» **Instructions for the task**:
Which lines in the records below hold the word "MutexGuard"? Copy each of them.

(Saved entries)
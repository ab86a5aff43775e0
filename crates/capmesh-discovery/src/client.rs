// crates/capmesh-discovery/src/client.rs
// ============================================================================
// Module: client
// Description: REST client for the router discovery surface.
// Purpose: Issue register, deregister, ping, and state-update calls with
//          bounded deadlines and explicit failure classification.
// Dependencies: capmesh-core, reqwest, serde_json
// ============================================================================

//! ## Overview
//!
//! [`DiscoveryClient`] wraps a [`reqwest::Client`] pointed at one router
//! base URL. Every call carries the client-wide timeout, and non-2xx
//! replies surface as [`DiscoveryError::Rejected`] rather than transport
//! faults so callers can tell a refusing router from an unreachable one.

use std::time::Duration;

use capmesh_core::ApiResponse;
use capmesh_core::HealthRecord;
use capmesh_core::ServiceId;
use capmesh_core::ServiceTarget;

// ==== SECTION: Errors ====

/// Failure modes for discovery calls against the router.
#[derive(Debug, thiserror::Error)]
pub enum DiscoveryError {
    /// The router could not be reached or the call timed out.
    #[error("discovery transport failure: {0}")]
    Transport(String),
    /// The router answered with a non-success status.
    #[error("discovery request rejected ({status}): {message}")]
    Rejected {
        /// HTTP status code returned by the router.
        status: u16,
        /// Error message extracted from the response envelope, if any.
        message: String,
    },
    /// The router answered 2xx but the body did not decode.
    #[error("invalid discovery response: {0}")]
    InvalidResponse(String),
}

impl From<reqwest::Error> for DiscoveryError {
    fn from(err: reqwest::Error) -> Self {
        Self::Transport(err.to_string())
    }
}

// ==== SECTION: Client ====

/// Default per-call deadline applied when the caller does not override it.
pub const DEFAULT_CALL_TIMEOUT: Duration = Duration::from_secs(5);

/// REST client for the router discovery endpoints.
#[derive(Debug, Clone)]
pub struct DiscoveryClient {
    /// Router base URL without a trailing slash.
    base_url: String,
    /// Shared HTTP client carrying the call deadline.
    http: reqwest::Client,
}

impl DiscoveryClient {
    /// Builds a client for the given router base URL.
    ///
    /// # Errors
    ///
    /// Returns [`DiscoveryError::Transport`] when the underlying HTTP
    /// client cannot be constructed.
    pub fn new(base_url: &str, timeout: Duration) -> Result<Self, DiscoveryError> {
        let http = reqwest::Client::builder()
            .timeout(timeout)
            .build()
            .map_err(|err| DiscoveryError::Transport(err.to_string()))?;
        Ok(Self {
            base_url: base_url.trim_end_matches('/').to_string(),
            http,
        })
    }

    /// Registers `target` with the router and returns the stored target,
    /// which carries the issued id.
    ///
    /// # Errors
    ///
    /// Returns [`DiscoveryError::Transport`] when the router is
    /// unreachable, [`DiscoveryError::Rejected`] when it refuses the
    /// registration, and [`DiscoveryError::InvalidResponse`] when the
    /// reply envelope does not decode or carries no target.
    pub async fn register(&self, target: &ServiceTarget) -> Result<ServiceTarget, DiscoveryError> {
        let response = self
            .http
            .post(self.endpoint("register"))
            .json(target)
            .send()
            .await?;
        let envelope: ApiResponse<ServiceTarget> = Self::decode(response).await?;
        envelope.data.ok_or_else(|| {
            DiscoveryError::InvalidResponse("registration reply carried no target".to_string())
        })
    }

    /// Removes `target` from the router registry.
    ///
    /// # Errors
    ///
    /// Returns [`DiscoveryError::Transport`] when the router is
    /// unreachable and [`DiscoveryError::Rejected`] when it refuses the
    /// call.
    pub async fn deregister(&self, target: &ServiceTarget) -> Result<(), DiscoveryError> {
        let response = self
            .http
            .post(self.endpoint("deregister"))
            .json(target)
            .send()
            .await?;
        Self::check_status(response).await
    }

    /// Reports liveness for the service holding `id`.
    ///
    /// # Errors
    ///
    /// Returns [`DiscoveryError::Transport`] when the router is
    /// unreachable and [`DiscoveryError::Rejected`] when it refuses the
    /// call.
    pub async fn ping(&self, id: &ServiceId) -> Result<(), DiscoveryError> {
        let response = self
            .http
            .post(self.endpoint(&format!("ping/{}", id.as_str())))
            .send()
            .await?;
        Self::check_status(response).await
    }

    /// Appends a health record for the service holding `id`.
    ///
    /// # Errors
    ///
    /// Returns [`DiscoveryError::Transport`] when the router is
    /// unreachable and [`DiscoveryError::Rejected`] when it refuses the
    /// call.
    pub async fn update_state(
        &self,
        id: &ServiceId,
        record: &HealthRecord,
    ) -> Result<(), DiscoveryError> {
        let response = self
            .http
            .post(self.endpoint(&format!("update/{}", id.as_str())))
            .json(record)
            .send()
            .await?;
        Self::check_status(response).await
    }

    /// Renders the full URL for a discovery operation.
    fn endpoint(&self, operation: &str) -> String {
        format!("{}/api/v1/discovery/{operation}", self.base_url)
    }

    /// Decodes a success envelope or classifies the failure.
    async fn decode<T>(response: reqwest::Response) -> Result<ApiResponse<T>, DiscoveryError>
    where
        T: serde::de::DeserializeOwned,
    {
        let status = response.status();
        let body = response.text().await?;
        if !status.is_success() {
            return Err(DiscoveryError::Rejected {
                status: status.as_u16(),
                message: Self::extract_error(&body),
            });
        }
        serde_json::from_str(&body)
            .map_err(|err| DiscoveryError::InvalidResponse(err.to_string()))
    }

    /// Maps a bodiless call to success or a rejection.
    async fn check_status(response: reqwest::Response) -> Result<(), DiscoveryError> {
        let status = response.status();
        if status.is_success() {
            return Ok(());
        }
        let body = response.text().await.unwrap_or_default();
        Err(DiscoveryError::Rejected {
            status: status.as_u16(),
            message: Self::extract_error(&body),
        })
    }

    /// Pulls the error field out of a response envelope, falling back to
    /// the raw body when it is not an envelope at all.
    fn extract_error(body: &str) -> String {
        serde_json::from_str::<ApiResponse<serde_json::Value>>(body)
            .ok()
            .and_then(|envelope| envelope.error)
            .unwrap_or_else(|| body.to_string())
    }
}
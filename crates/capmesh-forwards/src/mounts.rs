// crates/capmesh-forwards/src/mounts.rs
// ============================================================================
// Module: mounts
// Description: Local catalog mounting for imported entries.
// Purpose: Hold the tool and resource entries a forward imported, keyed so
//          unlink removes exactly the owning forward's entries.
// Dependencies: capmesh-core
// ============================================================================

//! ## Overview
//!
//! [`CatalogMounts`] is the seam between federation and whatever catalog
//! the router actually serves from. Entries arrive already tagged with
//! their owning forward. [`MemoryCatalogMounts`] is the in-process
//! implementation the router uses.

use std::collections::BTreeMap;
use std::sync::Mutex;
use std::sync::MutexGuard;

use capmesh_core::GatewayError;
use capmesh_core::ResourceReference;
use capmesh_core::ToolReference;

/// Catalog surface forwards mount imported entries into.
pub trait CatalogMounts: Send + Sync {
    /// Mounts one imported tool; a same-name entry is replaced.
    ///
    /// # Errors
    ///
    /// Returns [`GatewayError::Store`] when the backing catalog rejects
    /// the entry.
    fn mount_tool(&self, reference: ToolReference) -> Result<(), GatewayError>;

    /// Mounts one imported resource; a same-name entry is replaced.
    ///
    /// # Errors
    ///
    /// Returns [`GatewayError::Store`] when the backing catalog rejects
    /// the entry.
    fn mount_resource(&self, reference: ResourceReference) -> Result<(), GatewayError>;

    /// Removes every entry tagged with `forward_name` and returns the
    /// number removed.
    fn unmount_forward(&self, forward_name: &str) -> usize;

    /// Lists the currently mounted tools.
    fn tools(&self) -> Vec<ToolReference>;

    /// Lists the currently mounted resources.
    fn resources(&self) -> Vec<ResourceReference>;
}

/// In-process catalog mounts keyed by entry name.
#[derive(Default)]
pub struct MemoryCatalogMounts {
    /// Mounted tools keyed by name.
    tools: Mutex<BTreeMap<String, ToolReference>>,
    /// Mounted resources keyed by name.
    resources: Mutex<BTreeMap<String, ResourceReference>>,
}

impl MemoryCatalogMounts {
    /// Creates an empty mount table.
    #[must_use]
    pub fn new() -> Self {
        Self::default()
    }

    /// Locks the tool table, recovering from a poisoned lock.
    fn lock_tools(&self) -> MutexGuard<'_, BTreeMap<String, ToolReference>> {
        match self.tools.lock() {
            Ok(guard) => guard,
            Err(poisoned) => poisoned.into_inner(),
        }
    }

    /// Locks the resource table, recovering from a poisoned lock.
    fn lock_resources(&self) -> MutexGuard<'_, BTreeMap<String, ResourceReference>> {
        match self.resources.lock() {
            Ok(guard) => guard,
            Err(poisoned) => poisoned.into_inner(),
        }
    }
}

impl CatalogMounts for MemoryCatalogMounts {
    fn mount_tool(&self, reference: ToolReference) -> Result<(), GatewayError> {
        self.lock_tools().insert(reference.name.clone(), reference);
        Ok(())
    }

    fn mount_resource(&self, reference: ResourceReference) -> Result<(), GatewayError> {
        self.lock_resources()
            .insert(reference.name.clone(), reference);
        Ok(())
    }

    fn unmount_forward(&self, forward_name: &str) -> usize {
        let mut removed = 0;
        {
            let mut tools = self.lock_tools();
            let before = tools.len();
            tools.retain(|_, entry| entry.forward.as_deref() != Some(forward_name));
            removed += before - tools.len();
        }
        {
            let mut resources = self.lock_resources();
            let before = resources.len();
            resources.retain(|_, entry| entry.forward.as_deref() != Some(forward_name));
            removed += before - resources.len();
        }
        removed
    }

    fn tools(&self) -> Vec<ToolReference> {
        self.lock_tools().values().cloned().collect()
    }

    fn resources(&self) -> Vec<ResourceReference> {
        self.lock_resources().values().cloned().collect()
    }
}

» **Result of this exercise**:
use std::sync::MutexGuard;
    fn lock_tools(&self) -> MutexGuard<'_, BTreeMap<String, ToolReference>> {
    fn lock_resources(&self) -> MutexGuard<'_, BTreeMap<String, ResourceReference>> {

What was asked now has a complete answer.